Special Seminar

Semiconductor supermirrors for precision spectroscopy in the near- and mid-IR

Garrett Cole, Thorlabs Crystalline Solutions
Location: P8445.2

Thursday, 30 May 2024 12:00PM PDT

*Pizza lunch will be provided.


Substrate-transferred crystalline coatings represent a new paradigm in optical interference coatings, combining semiconductor materials and microfabrication techniques with super-polished bulk optics. Their production entails a unique process, with separate epitaxial growth, microfabrication, and direct bonding that yields single-crystal films on arbitrary—including curved—optical surfaces. These “semiconductor supermirrors” were first demonstrated in 2013 with the key advantage being the ability to simultaneously achieve ultralow levels of optical and elastic losses.

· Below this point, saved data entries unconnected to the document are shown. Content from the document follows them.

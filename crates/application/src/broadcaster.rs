use std::sync::Arc;
use std::time::Duration;

use async_trait::async_trait;
use domain::{RoomEvent, Session, SessionId};
use futures_util::future::join_all;
use thiserror::Error;

#[derive(Debug, Error, Clone, PartialEq, Eq)]
pub enum TransportError {
    #[error("session unreachable: {0}")]
    SessionUnreachable(SessionId),
}

/// 外部传输协作者
///
/// 会话核心不拥有连接，只通过它把事件推送给某个已连接会话。
/// 推送是尽力而为的：连接已经消失时返回 `SessionUnreachable`。
#[cfg_attr(test, mockall::automock)]
#[async_trait]
pub trait Transport: Send + Sync {
    async fn push(&self, session_id: SessionId, event: &RoomEvent) -> Result<(), TransportError>;

    /// 核心已移除该会话（离开、不可达或空闲回收），传输层可以关闭对应连接
    async fn disconnect(&self, _session_id: SessionId) {}
}

/// 房间广播器
///
/// 对每个接收者的推送互不影响：单个会话失败或超时不会中断对其他会话的投递，
/// 失败的会话ID会返回给调用方，由协调器按断开处理。
pub struct RoomBroadcaster {
    transport: Arc<dyn Transport>,
    push_timeout: Duration,
}

impl RoomBroadcaster {
    pub fn new(transport: Arc<dyn Transport>, push_timeout: Duration) -> Self {
        Self {
            transport,
            push_timeout,
        }
    }

    /// 推送给单个会话，耗时受 `push_timeout` 限制
    pub async fn send_to(&self, session_id: SessionId, event: &RoomEvent) -> Result<(), TransportError> {
        match tokio::time::timeout(self.push_timeout, self.transport.push(session_id, event)).await {
            Ok(Ok(())) => Ok(()),
            Ok(Err(err)) => {
                tracing::warn!(
                    session_id = %session_id,
                    event_type = event.event_type(),
                    error = %err,
                    "事件推送失败"
                );
                Err(err)
            }
            Err(_) => {
                tracing::warn!(
                    session_id = %session_id,
                    event_type = event.event_type(),
                    timeout_ms = self.push_timeout.as_millis() as u64,
                    "事件推送超时"
                );
                Err(TransportError::SessionUnreachable(session_id))
            }
        }
    }

    /// 推送给快照中除 `exclude` 以外的所有会话，返回不可达的会话ID
    pub async fn broadcast(
        &self,
        recipients: &[Session],
        event: &RoomEvent,
        exclude: Option<SessionId>,
    ) -> Vec<SessionId> {
        let deliveries = recipients
            .iter()
            .map(|session| session.session_id)
            .filter(|session_id| Some(*session_id) != exclude)
            .map(|session_id| async move { (session_id, self.send_to(session_id, event).await) });

        let unreachable: Vec<SessionId> = join_all(deliveries)
            .await
            .into_iter()
            .filter_map(|(session_id, result)| result.err().map(|_| session_id))
            .collect();

        tracing::debug!(
            event_type = event.event_type(),
            recipients = recipients.len(),
            failed = unreachable.len(),
            "房间广播完成"
        );

        unreachable
    }

    /// 通知传输层关闭会话连接
    pub async fn disconnect(&self, session_id: SessionId) {
        self.transport.disconnect(session_id).await;
    }
}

With continuous refinement in manufacturing and metrology, we have reduced the total optical losses below 5 parts per million (ppm) for near-IR wavelengths spanning 1-1.6 µm, enabling a cavity finesse > 700,000 (reflectance > 99.9995%). Beyond their excellent optical performance, the near structural perfection of these monocrystalline multilayers yields a significant reduction in Brownian noise. This fundamental noise source is a key limitation in the stability of laser-based precision measurement systems, including cavity-stabilized lasers for optical atomic clocks and the high-reflectivity test masses employed in gravitational wave detectors. For the latter application, we have recently supplied low-loss crystalline mirrors up to 10 cm in diameter and are currently producing 20 cm diameter prototypes.

An additional advantage of these novel monocrystalline coatings is the ability to maintain ppm-levels of optical losses in the mid-IR. We marked a major milestone in our long-wavelength development efforts in 2022, demonstrating a cavity finesse exceeding 400,000 at a center wavelength of 4.5 µm (mirror absorption < 5 ppm). These ultralow-loss mid-IR mirrors are poised to revolutionize the performance of spectrometers in this key wavelength range for trace gas sensing.

Looking ahead, we see a bright future for coatings in applications requiring the ultimate levels of optomechanical performance.


Garrett D. Cole obtained his Ph.D. in electronic materials from UC Santa Barbara in 2005. Since completing his doctorate, Dr. Cole has held positions including the first employee of a high-tech startup (Aerius Photonics LLC, now FLIR Electro-Optical Components), a postdoctoral staff member at Lawrence Livermore National Laboratory, a Marie Curie Fellow of the Austrian Academy of Sciences Institut für Quantenoptik und Quanteninformation (headed by Anton Zeilinger, Physics Nobel Laureate 2022), and a university assistant at Universität Wien Fakultät für Physik, together with Markus Aspelmeyer. As a spin-off of fundamental quantum optomechanics research, Dr. Cole, together with Prof. Aspelmeyer, founded Crystalline Mirror Solutions (CMS) in 2012, an international photonics start-up commercializing semiconductor supermirrors for laser-based metrology and manufacturing. CMS was acquired by Thorlabs in December 2019 and rebranded as Thorlabs Crystalline Solutions. Dr. Cole has co-authored 2 book chapters and published more than 60 journal articles including papers in Science, Nature, Nature Physics, Nature Photonics, and Nature Communications. In addition to numerous startup prizes, Dr. Cole received the LIGHT2015 Young Photonics Entrepreneur Award, a Berthold Leibinger Innovationspreis in 2016, an SPIE Prism Award in 2017, and was selected by Unesco as a Trust Science Champion for the International Day of Light in 2021. In the fall of 2023 he was selected as a member of the Photonics100 and elected Fellow of Optica.